Interconnection structure 160 includes conductive lines usable to provide electrical paths between the transistor 100A and one or more other electrical components formed on the substrate 110a. In some embodiments, interconnection structure 160 includes layers of conductive lines, via plugs, and interlayer dielectric materials. In some embodiments, the conductive lines and via plugs in interconnection structure is formed by dual damascene processes.
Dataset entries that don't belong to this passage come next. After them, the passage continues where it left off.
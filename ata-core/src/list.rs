use crate::codec::CodecId;
use crate::container::manifest::ManifestEntry;
use crate::container::reader::ContainerReader;
use crate::error::Result;
use crate::policy::Limits;
use crate::stats::Stats;
use serde::Serialize;
use std::fs::File;
use std::io::{BufReader, Read, Seek};
use std::path::Path;

#[derive(Clone, Debug, PartialEq, Eq, Serialize)]
pub struct ListedEntry {
    pub path: String,
    pub kind: &'static str,
    pub mode: u32,
    pub size: u64,
    pub stored: u64,
    pub mtime: i64,
    pub chunks: usize,
    #[serde(skip_serializing_if = "Option::is_none")]
    pub link_target: Option<String>,
}

impl From<&ManifestEntry> for ListedEntry {
    fn from(e: &ManifestEntry) -> Self {
        Self {
            path: e.path.to_string(),
            kind: e.kind.as_str(),
            mode: e.mode,
            size: e.size,
            stored: e.stored_bytes(),
            mtime: e.mtime,
            chunks: e.chunks.len(),
            link_target: e.link_target.clone(),
        }
    }
}

#[derive(Clone, Debug, Serialize)]
pub struct Listing {
    pub compression: CodecId,
    pub encrypted: bool,
    pub complete: bool,
    pub entries: Vec<ListedEntry>,
    pub stats: Stats,
}

/// Read entry metadata only. No passphrase is needed and no chunk is touched.
pub fn list(archive: &Path) -> Result<Listing> {
    list_from(BufReader::new(File::open(archive)?), &Limits::default())
}

pub fn list_from<R: Read + Seek>(inner: R, limits: &Limits) -> Result<Listing> {
    let r = ContainerReader::open(inner, limits)?;
    let m = r.manifest();
    Ok(Listing {
        compression: r.header().compression,
        encrypted: r.header().is_encrypted(),
        complete: r.is_complete(),
        entries: m.entries.iter().map(ListedEntry::from).collect(),
        stats: Stats::from_manifest(m),
    })
}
FIG. 1B is a cross-sectional view of another HEMT 100B having a wholly replaced substrate 110b in accordance with one or more embodiments. Compared with the HEMT 100A, similar components are given similar reference numerals, and the detailed description thereof is not repeated. In addition, electrodes 152 and 154 define a space SP₃ therebetween, and a replacement portion 112c of substrate 110b of HEMT 100B extends throughout an entire section of the substrate 110b under the space SP₃, the drain electrode 152, and the source electrode 154. In some embodiments, portion 112c has an electrical conductivity value less than that of intrinsic silicon and a thermal conductivity value greater than that of intrinsic silicon. In some embodiments, replacement portion 112c of the substrate includes aluminum nitride (AlN) or silicon carbide (SiC). In some embodiments, the term “wholly replaced substrate” refers to the replacement portion 112c occupying an entire section under the transistor 100B but not necessarily the entire substrate 110b of the integrated circuit on which the HEMT 100B is formed. In some embodiments, the replacement portion 112c occupies the entire substrate 110b of the integrated circuit on which the HEMT 100B is formed.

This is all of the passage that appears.